**The task**. Everything from the first line of the material below through the line containing "async fn upsert_campaign(&self, campaign: Campaign)" must be retyped exactly, and nothing past it.

**Input**.
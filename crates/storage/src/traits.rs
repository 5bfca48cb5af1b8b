use crate::StorageResult;
use adflow_types::{
    ApprovalId, ApprovalStatus, Campaign, CampaignApproval, CampaignId, Contract, ContractId,
    ContractLineItem, EntityId, EpisodeId, Invoice, InvoiceId, InvoiceItem, Notification,
    NotificationKind, Order, OrderId, OrderItem, OrderStatus, RecurringInvoiceSchedule,
    Reservation, ReservationId, ReservationItem, ReservationStatus, Role, ScheduledSpot, ShowId,
    SpotId, TalentApprovalRequest, TalentId, Task, TenantId, User, UserId,
};
use async_trait::async_trait;
use chrono::{DateTime, Utc};

/// Storage interface for campaigns and their scheduled spots.
#[async_trait]
pub trait CampaignStore: Send + Sync {
    async fn upsert_campaign(&self, campaign: Campaign) -> StorageResult<()>;

    async fn get_campaign(&self, tenant: &TenantId, id: &CampaignId) -> StorageResult<Campaign>;

    /// Persist probability and its status projection together — the
    /// status label is never mutated independently of probability.
    async fn set_campaign_state(
        &self,
        tenant: &TenantId,
        id: &CampaignId,
        probability: u8,
        status: &str,
    ) -> StorageResult<()>;

    async fn upsert_spot(&self, spot: ScheduledSpot) -> StorageResult<()>;

    async fn scheduled_spots(
        &self,
        tenant: &TenantId,
        campaign: &CampaignId,
    ) -> StorageResult<Vec<ScheduledSpot>>;

    /// Delivered spots on an episode that have not yet been invoiced.
    async fn uninvoiced_delivered_spots(
        &self,
        tenant: &TenantId,
        episode: &EpisodeId,
    ) -> StorageResult<Vec<ScheduledSpot>>;

    /// Mark spots as invoiced so they never appear on another invoice.
    async fn mark_spots_invoiced(
        &self,
        tenant: &TenantId,
        spot_ids: &[SpotId],
    ) -> StorageResult<()>;
}

/// Storage interface for inventory reservations.
#[async_trait]
pub trait ReservationStore: Send + Sync {
    async fn create_reservation(
        &self,
        reservation: Reservation,
        items: Vec<ReservationItem>,
    ) -> StorageResult<()>;

    /// The campaign's held, unexpired reservation — the idempotency
    /// probe for the create-reservation executor.
    async fn active_reservation(
        &self,
        tenant: &TenantId,
        campaign: &CampaignId,
        now: DateTime<Utc>,
    ) -> StorageResult<Option<Reservation>>;

    async fn reservations_for_campaign(
        &self,
        tenant: &TenantId,
        campaign: &CampaignId,
    ) -> StorageResult<Vec<Reservation>>;

    async fn set_reservation_status(
        &self,
        tenant: &TenantId,
        id: &ReservationId,
        status: ReservationStatus,
    ) -> StorageResult<()>;

    async fn reservation_items(
        &self,
        tenant: &TenantId,
        id: &ReservationId,
    ) -> StorageResult<Vec<ReservationItem>>;
}

/// Storage interface for talent and campaign approvals.
#[async_trait]
pub trait ApprovalStore: Send + Sync {
    async fn create_talent_approval(&self, request: TalentApprovalRequest) -> StorageResult<()>;

    /// An unexpired pending/approved request for the natural key
    /// (campaign, show, talent) — the idempotency probe for the
    /// create-talent-approval executor.
    async fn find_open_talent_approval(
        &self,
        tenant: &TenantId,
        campaign: &CampaignId,
        show: &ShowId,
        talent: &TalentId,
        now: DateTime<Utc>,
    ) -> StorageResult<Option<TalentApprovalRequest>>;

    async fn talent_approvals_for_campaign(
        &self,
        tenant: &TenantId,
        campaign: &CampaignId,
    ) -> StorageResult<Vec<TalentApprovalRequest>>;

    async fn set_talent_approval_status(
        &self,
        tenant: &TenantId,
        id: &ApprovalId,
        status: ApprovalStatus,
    ) -> StorageResult<()>;

    async fn create_campaign_approval(&self, approval: CampaignApproval) -> StorageResult<()>;

    async fn pending_campaign_approval(
        &self,
        tenant: &TenantId,
        campaign: &CampaignId,
    ) -> StorageResult<Option<CampaignApproval>>;

    /// The campaign's most recent approval record regardless of status,
    /// consulted by the booking gate.
    async fn latest_campaign_approval(
        &self,
        tenant: &TenantId,
        campaign: &CampaignId,
    ) -> StorageResult<Option<CampaignApproval>>;

    async fn set_campaign_approval_status(
        &self,
        tenant: &TenantId,
        id: &ApprovalId,
        status: ApprovalStatus,
        resolved_by: &UserId,
    ) -> StorageResult<()>;
}

/// Storage interface for orders.
#[async_trait]
pub trait OrderStore: Send + Sync {
    async fn create_order(&self, order: Order, items: Vec<OrderItem>) -> StorageResult<()>;

    async fn get_order(&self, tenant: &TenantId, id: &OrderId) -> StorageResult<Order>;

    /// The campaign's existing order — the idempotency probe for the
    /// create-order executor.
    async fn order_for_campaign(
        &self,
        tenant: &TenantId,
        campaign: &CampaignId,
    ) -> StorageResult<Option<Order>>;

    async fn set_order_status(
        &self,
        tenant: &TenantId,
        id: &OrderId,
        status: OrderStatus,
    ) -> StorageResult<()>;

    async fn order_items(&self, tenant: &TenantId, order: &OrderId)
        -> StorageResult<Vec<OrderItem>>;

    async fn mark_order_items_invoiced(
        &self,
        tenant: &TenantId,
        item_ids: &[String],
    ) -> StorageResult<()>;
}

/// Storage interface for contracts.
#[async_trait]
pub trait ContractStore: Send + Sync {
    async fn create_contract(
        &self,
        contract: Contract,
        line_items: Vec<ContractLineItem>,
    ) -> StorageResult<()>;

    /// The order's existing contract — the idempotency probe for the
    /// create-contract executor.
    async fn contract_for_order(
        &self,
        tenant: &TenantId,
        order: &OrderId,
    ) -> StorageResult<Option<Contract>>;

    async fn contract_line_items(
        &self,
        tenant: &TenantId,
        contract: &ContractId,
    ) -> StorageResult<Vec<ContractLineItem>>;
}

/// Storage interface for invoices and recurring schedules.
#[async_trait]
pub trait InvoiceStore: Send + Sync {
    async fn create_invoice(&self, invoice: Invoice, items: Vec<InvoiceItem>) -> StorageResult<()>;

    /// All invoice numbers issued under a prefix, for sequence scans.
    async fn invoice_numbers(&self, tenant: &TenantId, prefix: &str) -> StorageResult<Vec<String>>;

    async fn invoices_for_order(
        &self,
        tenant: &TenantId,
        order: &OrderId,
    ) -> StorageResult<Vec<Invoice>>;

    async fn invoice_items(
        &self,
        tenant: &TenantId,
        invoice: &InvoiceId,
    ) -> StorageResult<Vec<InvoiceItem>>;

    async fn upsert_recurring_schedule(
        &self,
        schedule: RecurringInvoiceSchedule,
    ) -> StorageResult<()>;

    async fn recurring_schedule_for_order(
        &self,
        tenant: &TenantId,
        order: &OrderId,
    ) -> StorageResult<Option<RecurringInvoiceSchedule>>;

    async fn due_recurring_schedules(
        &self,
        tenant: &TenantId,
        now: DateTime<Utc>,
    ) -> StorageResult<Vec<RecurringInvoiceSchedule>>;
}

/// Storage interface for the tenant user directory and tasks.
#[async_trait]
pub trait DirectoryStore: Send + Sync {
    async fn upsert_user(&self, user: User) -> StorageResult<()>;

    async fn users_with_role(&self, tenant: &TenantId, role: Role) -> StorageResult<Vec<User>>;

    async fn create_task(&self, task: Task) -> StorageResult<()>;

    async fn tasks_for_user(&self, tenant: &TenantId, user: &UserId) -> StorageResult<Vec<Task>>;
}

/// Fire-and-forget notification sink.
///
/// Callers never fail a workflow on sink errors; the engine logs and
/// moves on.
#[async_trait]
pub trait NotificationSink: Send + Sync {
    async fn create_notification(&self, notification: Notification) -> StorageResult<()>;

    /// Remove pending notifications of a kind about an entity, used
    /// when rejection clears outstanding approval notifications.
    /// Returns how many were cleared.
    async fn clear_entity_notifications(
        &self,
        tenant: &TenantId,
        entity: &EntityId,
        kind: NotificationKind,
    ) -> StorageResult<u64>;

    async fn notifications_for_user(
        &self,
        tenant: &TenantId,
        user: &UserId,
    ) -> StorageResult<Vec<Notification>>;
}

/// Unified storage bundle the workflow evaluator runs against.
pub trait WorkflowStorage:
    CampaignStore
    + ReservationStore
    + ApprovalStore
    + OrderStore
    + ContractStore
    + InvoiceStore
    + DirectoryStore
    + NotificationSink
    + Send
    + Sync
{
}

impl<T> WorkflowStorage for T where
    T: CampaignStore
        + ReservationStore
        + ApprovalStore
        + OrderStore
        + ContractStore
        + InvoiceStore
        + DirectoryStore
        + NotificationSink
        + Send
        + Sync
{
}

**Output for this task**.
filename crates/storage/src/traits.rs
repository 5bfca48cb5af1b8b
use crate::StorageResult;
use adflow_types::{
    ApprovalId, ApprovalStatus, Campaign, CampaignApproval, CampaignId, Contract, ContractId,
    ContractLineItem, EntityId, EpisodeId, Invoice, InvoiceId, InvoiceItem, Notification,
    NotificationKind, Order, OrderId, OrderItem, OrderStatus, RecurringInvoiceSchedule,
    Reservation, ReservationId, ReservationItem, ReservationStatus, Role, ScheduledSpot, ShowId,
    SpotId, TalentApprovalRequest, TalentId, Task, TenantId, User, UserId,
};
use async_trait::async_trait;
use chrono::{DateTime, Utc};

/// Storage interface for campaigns and their scheduled spots.
#[async_trait]
pub trait CampaignStore: Send + Sync {
    async fn upsert_campaign(&self, campaign: Campaign) -> StorageResult<()>;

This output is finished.